Color Palette’s new album, Shed Your Skin, sounds like young adulthood in DC feels. The lyrics on the record, which is out on November 8, address the peculiar challenges facing young adults, from paying rent and navigating dating apps to battling anxiety.
Frontman Jay Nemeyer wrote the songs as he experienced a series of changes in his personal life. He went through a couple breakups and saw friends get married and have kids, while others struggled to pay their rent. He began to confront the idea that his life might not look like he expected.
“I graduated [college] at the height of the recession,” says Nemeyer, who is 32. “I think it’s just coming to terms with the fact that you’re not going to have the same life that your mom and dad had.”
Nemeyer grew up in Tenleytown and played in his high school’s jazz ensemble at Field School and joined local bands. When he moved back to DC in 2010 after graduating from Drew University, he played locally, gaining traction with the pop-rock outfit the Silver Liners. After the group disbanded, he formed Color Palette with fellow members Matt Hartenau, Joshua Hunter, Rogerio Naressi, and Maryjo Mattea.
The group’s ambient 2016 debut, Vaporwaves, earned the five-piece slots on bills with acts like Charli XCX and Soccer Mommy. The band’s follow up, which was delayed after Nemeyer suffered a knee injury during a basketball game that left him unable to walk for six months, has a stormier undercurrent than its predecessor.
On the recent single, “Dark Days,” Nemeyer addresses sociopolitical unrest—a choice he says was motivated by a sense of responsibility—and searches for a bright spot beyond the gloom. “Nobody wants to have to fight alone, in the distance I see a light,” he sings over soaring guitars and staccato synths.
Another track, “Lie to Me,” finds the musician frustrated by the phoniness that sometimes comes with online dating. “Love’s a game, and I’ve been doing a lot of losing lately,” he sings in the second verse, before launching into a shout-worthy refrain over crashing drums and crunchy guitars.
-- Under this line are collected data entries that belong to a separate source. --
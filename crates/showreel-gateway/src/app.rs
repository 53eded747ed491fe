use axum::routing::get;
use axum::Router;
use tower_http::trace::TraceLayer;

use crate::handlers::{
    create_video_handler, delete_video_handler, get_video_handler, health_handler, index_handler,
    list_videos_handler, update_video_handler,
};
use crate::state::AppState;

pub struct App {}

impl App {
    pub fn router(state: AppState) -> Router {
        Router::new()
            .route("/", get(index_handler))
            .route("/health", get(health_handler))
            .nest(
                "/api/videos",
                Router::new()
                    .route("/", get(list_videos_handler).post(create_video_handler))
                    .route(
                        "/{id}",
                        get(get_video_handler)
                            .put(update_video_handler)
                            .delete(delete_video_handler),
                    ),
            )
            .layer(TraceLayer::new_for_http())
            .with_state(state)
    }
}
use jiff::Timestamp;
use serde::{Deserialize, Serialize};
use showreel_core::error::CoreError;
use showreel_core::{Video, VideoDraft};

/// Message returned when a request body lacks a required field.
pub const REQUIRED_FIELDS_MESSAGE: &str = "Title and videoUrl are required fields";

/// Inbound body for the create and update routes.
///
/// Every field is optional at the parsing stage so that a missing
/// `title`/`videoUrl` produces the envelope-shaped 400 below instead of a
/// deserialization rejection. Unknown fields are ignored.
#[derive(Debug, Deserialize)]
pub struct VideoPayload {
    pub title: Option<String>,
    pub description: Option<String>,
    #[serde(rename = "videoUrl")]
    pub video_url: Option<String>,
}

impl VideoPayload {
    /// Validates the payload into a store-ready draft.
    pub fn into_draft(self) -> Result<VideoDraft, CoreError> {
        VideoDraft::new(
            self.title.unwrap_or_default(),
            self.description,
            self.video_url.unwrap_or_default(),
        )
    }
}

/// Wire shape of a video record, camelCase with a Mongo-style `_id`.
#[derive(Debug, Serialize)]
pub struct VideoData {
    #[serde(rename = "_id")]
    pub id: String,
    pub title: String,
    pub description: String,
    #[serde(rename = "videoUrl")]
    pub video_url: String,
    #[serde(rename = "createdAt")]
    pub created_at: Timestamp,
}

impl From<Video> for VideoData {
    fn from(video: Video) -> Self {
        Self {
            id: video.id.as_str().to_owned(),
            title: video.title,
            description: video.description,
            video_url: video.video_url,
            created_at: video.created_at,
        }
    }
}

/// The uniform response envelope.
///
/// Absent fields are omitted from the serialized JSON, so a success
/// response carries no `error` key and a failure carries no `data`.
#[derive(Debug, Serialize)]
pub struct Envelope<T = serde_json::Value> {
    pub success: bool,
    #[serde(skip_serializing_if = "Option::is_none")]
    pub message: Option<String>,
    #[serde(skip_serializing_if = "Option::is_none")]
    pub count: Option<usize>,
    #[serde(skip_serializing_if = "Option::is_none")]
    pub data: Option<T>,
    #[serde(skip_serializing_if = "Option::is_none")]
    pub error: Option<String>,
}

impl<T> Envelope<T> {
    /// A success envelope carrying only data.
    pub fn data(data: T) -> Self {
        Self {
            success: true,
            message: None,
            count: None,
            data: Some(data),
            error: None,
        }
    }

    /// A success envelope with a human-readable message and data.
    pub fn with_message(message: impl Into<String>, data: T) -> Self {
        Self {
            message: Some(message.into()),
            ..Self::data(data)
        }
    }
}

impl<T> Envelope<Vec<T>> {
    /// A success envelope for listings, carrying the item count.
    pub fn list(items: Vec<T>) -> Self {
        Self {
            count: Some(items.len()),
            ..Self::data(items)
        }
    }
}

impl Envelope<serde_json::Value> {
    /// A failure envelope with a message only.
    pub fn failure(message: impl Into<String>) -> Self {
        Self {
            success: false,
            message: Some(message.into()),
            count: None,
            data: None,
            error: None,
        }
    }

    /// A failure envelope carrying an error detail alongside the message.
    pub fn failure_with_error(message: impl Into<String>, error: impl Into<String>) -> Self {
        Self {
            error: Some(error.into()),
            ..Self::failure(message)
        }
    }
}
use axum::Json;
use serde::Serialize;

#[derive(Serialize)]
pub struct HealthResponse {
    pub status: &'static str,
}

pub async fn health_handler() -> Json<HealthResponse> {
    Json(HealthResponse { status: "ok" })
}
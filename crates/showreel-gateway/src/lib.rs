//! HTTP gateway for the showreel video catalog.
//!
//! Translates the JSON API into repository calls and maps every outcome,
//! success or failure, onto the uniform response envelope.

pub mod app;
pub mod error;
pub mod handlers;
pub mod model;
pub mod state;
mod cli;

use crate::cli::{StorageBackendArg, CLI};
use clap::Parser;
use showreel_core::VideoRepository;
use showreel_gateway::app::App;
use showreel_gateway::state::AppState;
use showreel_storage::{InMemoryRepository, MongoRepository};
use std::net::{Ipv4Addr, SocketAddr};
use std::sync::Arc;
use tracing::info;

#[tokio::main]
async fn main() -> anyhow::Result<()> {
    tracing_subscriber::fmt::init();

    let config = CLI::try_parse()?;

    let repository: Arc<dyn VideoRepository> = match config.storage {
        StorageBackendArg::Mongodb => {
            let repository = MongoRepository::connect(&config.mongodb_uri).await?;
            info!("connected to MongoDB");
            Arc::new(repository)
        }
        StorageBackendArg::InMemory => Arc::new(InMemoryRepository::new()),
    };

    let addr = SocketAddr::from((Ipv4Addr::UNSPECIFIED, config.port));
    let listener = tokio::net::TcpListener::bind(addr).await?;
    info!(
        listen_addr = %listener.local_addr()?,
        storage_backend = %config.storage,
        "starting gateway server"
    );

    axum::serve(listener, App::router(AppState::new(repository))).await?;

    Ok(())
}
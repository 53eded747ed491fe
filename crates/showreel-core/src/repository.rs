use crate::error::StorageError;
use crate::id::VideoId;
use crate::video::{Video, VideoDraft};
use async_trait::async_trait;

/// Result type for repository operations.
pub type Result<T> = std::result::Result<T, StorageError>;

/// The record store contract for video documents.
///
/// Every operation is a single round trip to the backing store. Lookup
/// operations return `None` both when no record has the given id and when
/// the id is malformed for the store's identifier scheme; only genuine
/// store failures surface as errors, and none are retried.
#[async_trait]
pub trait VideoRepository: Send + Sync + 'static {
    /// Persists a new video, assigning its `id` and `created_at`.
    async fn create(&self, draft: VideoDraft) -> Result<Video>;

    /// Returns every video, most recently created first.
    async fn list_all(&self) -> Result<Vec<Video>>;

    /// Retrieves a video by id. Returns `None` if absent.
    async fn get_by_id(&self, id: &VideoId) -> Result<Option<Video>>;

    /// Replaces the three mutable fields of a video, leaving `id` and
    /// `created_at` untouched. Returns the updated record, or `None` if
    /// no record has the given id.
    async fn update_by_id(&self, id: &VideoId, draft: VideoDraft) -> Result<Option<Video>>;

    /// Removes a video by id, returning the value that existed
    /// immediately before deletion. Returns `None` if absent.
    async fn delete_by_id(&self, id: &VideoId) -> Result<Option<Video>>;
}
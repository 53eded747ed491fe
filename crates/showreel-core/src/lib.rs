//! Core types and traits for the showreel video catalog service.
//!
//! This crate provides the domain model and the repository contract
//! shared by the storage backends and the HTTP gateway.

pub mod error;
pub mod id;
pub mod repository;
pub mod video;

pub use error::{CoreError, StorageError};
pub use id::VideoId;
pub use repository::VideoRepository;
pub use video::{Video, VideoDraft};
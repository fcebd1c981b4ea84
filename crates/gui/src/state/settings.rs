//! Application settings

use std::path::{Path, PathBuf};

use serde::{Deserialize, Serialize};

use crate::i18n::Lang;

/// Floor grid display settings
#[derive(Debug, Clone, Serialize, Deserialize)]
pub struct GridSettings {
    /// Show grid
    pub visible: bool,
    /// Grid cell size in metres
    pub size: f32,
    /// Number of grid lines in each direction from origin
    pub range: i32,
    /// Grid line opacity (0.0 - 1.0)
    pub opacity: f32,
}

impl Default for GridSettings {
    fn default() -> Self {
        Self {
            visible: true,
            size: 0.25,
            range: 8,
            opacity: 0.4,
        }
    }
}

/// Viewport settings
#[derive(Debug, Clone, Serialize, Deserialize)]
pub struct ViewportSettings {
    /// Background color RGB
    pub background_color: [u8; 3],
    /// Duration of the front/back camera reset, in seconds
    pub camera_reset_secs: f64,
}

impl Default for ViewportSettings {
    fn default() -> Self {
        Self {
            background_color: [30, 30, 35],
            camera_reset_secs: 0.8,
        }
    }
}

/// UI settings
#[derive(Debug, Clone, Serialize, Deserialize)]
pub struct UiSettings {
    /// Font size in points
    pub font_size: f32,
    /// Interface language
    #[serde(default)]
    pub language: Lang,
}

impl Default for UiSettings {
    fn default() -> Self {
        Self {
            font_size: 14.0,
            language: Lang::default(),
        }
    }
}

/// Body model source
#[derive(Debug, Clone, Serialize, Deserialize)]
pub struct AssetSettings {
    /// GLB file loaded at startup
    pub model_path: PathBuf,
}

impl Default for AssetSettings {
    fn default() -> Self {
        Self {
            model_path: PathBuf::from("assets/body.glb"),
        }
    }
}

/// All application settings
#[derive(Debug, Clone, Default, Serialize, Deserialize)]
pub struct AppSettings {
    /// Grid settings
    #[serde(default)]
    pub grid: GridSettings,
    /// Viewport settings
    #[serde(default)]
    pub viewport: ViewportSettings,
    /// UI settings
    #[serde(default)]
    pub ui: UiSettings,
    /// Model file
    #[serde(default)]
    pub asset: AssetSettings,
}

impl AppSettings {
    /// `settings.json` in the per-user config directory
    pub fn config_path() -> Option<PathBuf> {
        directories::ProjectDirs::from("com", "musclemap", "musclemap")
            .map(|dirs| dirs.config_dir().join("settings.json"))
    }

    /// Load settings from file, or return default if not found
    pub fn load() -> Self {
        match Self::config_path() {
            Some(path) => Self::load_from(&path),
            None => Self::default(),
        }
    }

    /// Load from an explicit path; missing or unreadable files give defaults.
    pub fn load_from(path: &Path) -> Self {
        let Ok(json) = std::fs::read_to_string(path) else {
            return Self::default();
        };
        match serde_json::from_str(&json) {
            Ok(settings) => settings,
            Err(e) => {
                tracing::warn!("Ignoring invalid settings file {}: {}", path.display(), e);
                Self::default()
            }
        }
    }

    /// Save settings to file
    pub fn save(&self) {
        if let Some(path) = Self::config_path() {
            if let Err(e) = self.save_to(&path) {
                tracing::warn!("Failed to save settings to {}: {}", path.display(), e);
            }
        }
    }

    pub fn save_to(&self, path: &Path) -> std::io::Result<()> {
        if let Some(parent) = path.parent() {
            std::fs::create_dir_all(parent)?;
        }
        let json = serde_json::to_string_pretty(self)?;
        std::fs::write(path, json)
    }
}

#[cfg(test)]
mod tests {
    use super::*;

    fn temp_path(name: &str) -> PathBuf {
        std::env::temp_dir()
            .join(format!("musclemap-settings-{}-{}", name, std::process::id()))
            .join("settings.json")
    }

    #[test]
    fn test_missing_file_gives_defaults() {
        let settings = AppSettings::load_from(Path::new("/nonexistent/settings.json"));
        assert_eq!(settings.ui.language, Lang::Ja);
        assert_eq!(settings.asset.model_path, PathBuf::from("assets/body.glb"));
    }

    #[test]
    fn test_save_then_load() {
        let path = temp_path("roundtrip");
        let mut settings = AppSettings::default();
        settings.ui.language = Lang::En;
        settings.grid.visible = false;
        settings.save_to(&path).unwrap();

        let back = AppSettings::load_from(&path);
        assert_eq!(back.ui.language, Lang::En);
        assert!(!back.grid.visible);
        let _ = std::fs::remove_dir_all(path.parent().unwrap());
    }

    #[test]
    fn test_partial_file_fills_missing_sections() {
        let path = temp_path("partial");
        std::fs::create_dir_all(path.parent().unwrap()).unwrap();
        std::fs::write(&path, r#"{ "ui": { "font_size": 18.0 } }"#).unwrap();

        let settings = AppSettings::load_from(&path);
        assert_eq!(settings.ui.font_size, 18.0);
        assert_eq!(settings.ui.language, Lang::Ja);
        assert!(settings.grid.visible);
        let _ = std::fs::remove_dir_all(path.parent().unwrap());
    }

    #[test]
    fn test_invalid_file_gives_defaults() {
        let path = temp_path("invalid");
        std::fs::create_dir_all(path.parent().unwrap()).unwrap();
        std::fs::write(&path, "not json").unwrap();
        assert_eq!(AppSettings::load_from(&path).ui.font_size, 14.0);
        let _ = std::fs::remove_dir_all(path.parent().unwrap());
    }
}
Despite it all, Nemeyer says the title of the album alludes to a hopefulness he feels about the future, even after going through tough times. “The album, for me at least, it’s kind of therapeutic to sing through everything, and be like, ‘Okay, I got it off my chest,'” he says. “‘Now let’s move on.'”
Color Palette will play a dual release show with Maryjo Mattea at Pie Shop at 8 PM on November 8 at 1339 H St., NE. Flowerbomb will open. $10.